Citation: C N Trueman "Roman Engineering"
historylearningsite.co.uk. The History Learning Site, 16 Mar 2015. 19 Feb 2016.
The Romans put a great deal of effort into engineering. Roman engineering led to the building of some remarkable engineering feats that have survived to this day throughout western Europe – be they roads, theatres, baths or Hadrian’s Wall. Engineering was used as a way of improving the lifestyle of the Romans even on day-to-day issues such as a frequent water supply.

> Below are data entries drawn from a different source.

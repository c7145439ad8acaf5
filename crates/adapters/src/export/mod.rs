mod pdf;

pub use pdf::PdfExportWriter;
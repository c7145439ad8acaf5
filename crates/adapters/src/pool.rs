use std::sync::Arc;

use rayon::{ThreadPool, ThreadPoolBuilder};
use scanshelf_application::{
    ApplicationError, Job, JobReport, JobRunner, PageRenderer, RenderOutcome,
};
use scanshelf_domain::{DocumentId, Raster};
use tracing::warn;

/// Bounded worker pool shared by renders and background jobs. `workers == 0`
/// sizes it to the available cores.
pub fn build_pool(workers: usize) -> Result<Arc<ThreadPool>, ApplicationError> {
    ThreadPoolBuilder::new()
        .num_threads(workers)
        .thread_name(|index| format!("scanshelf-render-{index}"))
        .build()
        .map(Arc::new)
        .map_err(|error| ApplicationError::InvalidInput(format!("render pool: {error}")))
}

/// Runs page renders off the caller's thread and reports through callbacks.
#[derive(Clone)]
pub struct RenderPool {
    pool: Arc<ThreadPool>,
    renderer: Arc<dyn PageRenderer>,
}

impl RenderPool {
    pub fn new(pool: Arc<ThreadPool>, renderer: Arc<dyn PageRenderer>) -> Self {
        Self { pool, renderer }
    }

    pub fn workers(&self) -> usize {
        self.pool.current_num_threads()
    }

    pub fn submit_preview<F>(&self, document_id: DocumentId, index: u32, target_width: u32, done: F)
    where
        F: FnOnce(Result<Raster, ApplicationError>) + Send + 'static,
    {
        let renderer = Arc::clone(&self.renderer);
        self.pool.spawn(move || {
            let result = renderer.render_preview(&document_id, index, target_width);
            if let Err(error) = &result {
                warn!(document = %document_id, index, %error, "preview failed");
            }
            done(result);
        });
    }

    pub fn submit_persist<F>(&self, document_id: DocumentId, index: u32, quality: u8, done: F)
    where
        F: FnOnce(Result<RenderOutcome, ApplicationError>) + Send + 'static,
    {
        let renderer = Arc::clone(&self.renderer);
        self.pool.spawn(move || {
            let result = renderer.render_and_persist(&document_id, index, quality);
            if let Err(error) = &result {
                warn!(document = %document_id, index, %error, "render failed");
            }
            done(result);
        });
    }
}

/// Executes [`Job`]s on the pool; the outcome goes to the callback.
#[derive(Clone)]
pub struct BackgroundJobs {
    pool: Arc<ThreadPool>,
    runner: Arc<JobRunner>,
}

impl BackgroundJobs {
    pub fn new(pool: Arc<ThreadPool>, runner: Arc<JobRunner>) -> Self {
        Self { pool, runner }
    }

    pub fn submit<F>(&self, job: Job, done: F)
    where
        F: FnOnce(Result<JobReport, ApplicationError>) + Send + 'static,
    {
        let runner = Arc::clone(&self.runner);
        self.pool.spawn(move || {
            let result = runner.run(&job);
            if let Err(error) = &result {
                warn!(job = job.name(), %error, "job failed");
            }
            done(result);
        });
    }
}

#[cfg(test)]
mod tests {
    use std::path::PathBuf;
    use std::sync::mpsc;
    use std::sync::Mutex;
    use std::time::Duration;

    use scanshelf_application::ThumbnailArtifact;
    use scanshelf_domain::EncodedPage;

    use super::*;

    const WAIT: Duration = Duration::from_secs(10);

    #[derive(Default)]
    struct CountingRenderer {
        threads: Mutex<Vec<String>>,
    }

    impl CountingRenderer {
        fn note_thread(&self) {
            let name = std::thread::current()
                .name()
                .unwrap_or_default()
                .to_string();
            self.threads.lock().expect("lock").push(name);
        }
    }

    impl PageRenderer for CountingRenderer {
        fn render_preview(
            &self,
            _document_id: &DocumentId,
            index: u32,
            target_width: u32,
        ) -> Result<Raster, ApplicationError> {
            self.note_thread();
            if index == 9 {
                return Err(ApplicationError::MissingAsset("page_0009".to_string()));
            }
            Ok(Raster::new(target_width, 1, vec![0; target_width as usize * 4])?)
        }

        fn render_final(
            &self,
            document_id: &DocumentId,
            index: u32,
            _quality: u8,
        ) -> Result<Raster, ApplicationError> {
            self.render_preview(document_id, index, 1)
        }

        fn render_final_jpeg(
            &self,
            _document_id: &DocumentId,
            index: u32,
            _quality: u8,
        ) -> Result<EncodedPage, ApplicationError> {
            Err(ApplicationError::Decode(format!("page {index}")))
        }

        fn render_and_persist(
            &self,
            _document_id: &DocumentId,
            index: u32,
            _quality: u8,
        ) -> Result<RenderOutcome, ApplicationError> {
            self.note_thread();
            Ok(RenderOutcome::Persisted {
                path: PathBuf::from(format!("page_{index:04}/render.jpg")),
            })
        }

        fn render_thumbnail(
            &self,
            _document_id: &DocumentId,
            index: u32,
            _max_edge: u32,
        ) -> Result<ThumbnailArtifact, ApplicationError> {
            Err(ApplicationError::Decode(format!("page {index}")))
        }
    }

    fn doc() -> DocumentId {
        DocumentId::new("doc").expect("id")
    }

    #[test]
    fn previews_are_delivered_from_named_workers() {
        let renderer = Arc::new(CountingRenderer::default());
        let pool = RenderPool::new(build_pool(2).expect("pool"), renderer.clone());
        assert_eq!(pool.workers(), 2);

        let (tx, rx) = mpsc::channel();
        for index in 0..4 {
            let tx = tx.clone();
            pool.submit_preview(doc(), index, 8, move |result| {
                tx.send((index, result.map(|raster| raster.width)))
                    .expect("send");
            });
        }

        let mut widths: Vec<(u32, u32)> = (0..4)
            .map(|_| {
                let (index, width) = rx.recv_timeout(WAIT).expect("result");
                (index, width.expect("preview"))
            })
            .collect();
        widths.sort();
        assert_eq!(widths, vec![(0, 8), (1, 8), (2, 8), (3, 8)]);
        assert!(renderer
            .threads
            .lock()
            .expect("lock")
            .iter()
            .all(|name| name.starts_with("scanshelf-render-")));
    }

    #[test]
    fn failures_reach_the_callback() {
        let pool = RenderPool::new(build_pool(1).expect("pool"), Arc::new(CountingRenderer::default()));
        let (tx, rx) = mpsc::channel();
        pool.submit_preview(doc(), 9, 8, move |result| {
            tx.send(result).expect("send");
        });

        let result = rx.recv_timeout(WAIT).expect("result");
        assert!(matches!(result, Err(ApplicationError::MissingAsset(_))));
    }

    #[test]
    fn persist_outcome_is_forwarded() {
        let pool = RenderPool::new(build_pool(0).expect("pool"), Arc::new(CountingRenderer::default()));
        let (tx, rx) = mpsc::channel();
        pool.submit_persist(doc(), 2, 90, move |result| {
            tx.send(result).expect("send");
        });

        assert_eq!(
            rx.recv_timeout(WAIT).expect("result").expect("outcome"),
            RenderOutcome::Persisted {
                path: PathBuf::from("page_0002/render.jpg")
            }
        );
    }
}
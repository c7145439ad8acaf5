use scanshelf_domain::{DocumentId, DomainError};
use thiserror::Error;

#[derive(Debug, Error)]
pub enum ApplicationError {
    #[error(transparent)]
    Domain(#[from] DomainError),
    #[error("invalid input: {0}")]
    InvalidInput(String),
    #[error("not found: {0}")]
    NotFound(String),
    #[error("original asset missing: {0}")]
    MissingAsset(String),
    #[error("decode error: {0}")]
    Decode(String),
    #[error("storage error: {0}")]
    Storage(String),
    #[error("persistence error: {0}")]
    Persistence(String),
    #[error("export error: {0}")]
    Export(String),
    #[error("document {document}: pages {pages:?} could not be produced")]
    PagesFailed { document: DocumentId, pages: Vec<u32> },
}

impl ApplicationError {
    /// Per-page failures that must not be retried automatically.
    pub fn is_fatal_for_page(&self) -> bool {
        matches!(self, Self::MissingAsset(_) | Self::Decode(_))
    }
}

A Roman aqueduct at Segovia
The Romans used the ideas of the Ancient Greeks to implement their own engineering plans. The whole issue of supplying Rome with water was solved using a system of 640 kilometres of aqueducts. The aqueduct at Segovia in Spain is 60 metres high in places. The fact that it has survived so long and in its current condition is testament to the engineering skills of the Romans. Another classic example of Rome’s engineering skill has the be the numerous Roman roads that still exist all over western Europe.
The Roman baths in Bath
In England, the baths at Bath are not only indicative of the building skills that the Romans had but also their use of a natural resource for their own benefit. The Romans also built lighthouses, temples, palaces etc. many of which still exist today. Hadrian’s Wall is 117 kilometres long and in places is 6 metres high and 3 metres thick. Built in an inhospitable part of England where soldiers would have suffered from the wind and cold, the Wall contained toilets, washrooms and forts that could hold up to 1000 men. The fact that parts are now in a poor state of repair has nothing to do with poor building. Over the years, local farmers have helped themselves to the well cut stones that make up the Wall for their own farms and as a result it has suffered accordingly.
The Romans used basic building tools that had been around for years to complete their building work. The movement of large building blocks was done by the use of levers and pulleys. These were powered by slaves – there was a plentiful supply of these in Rome.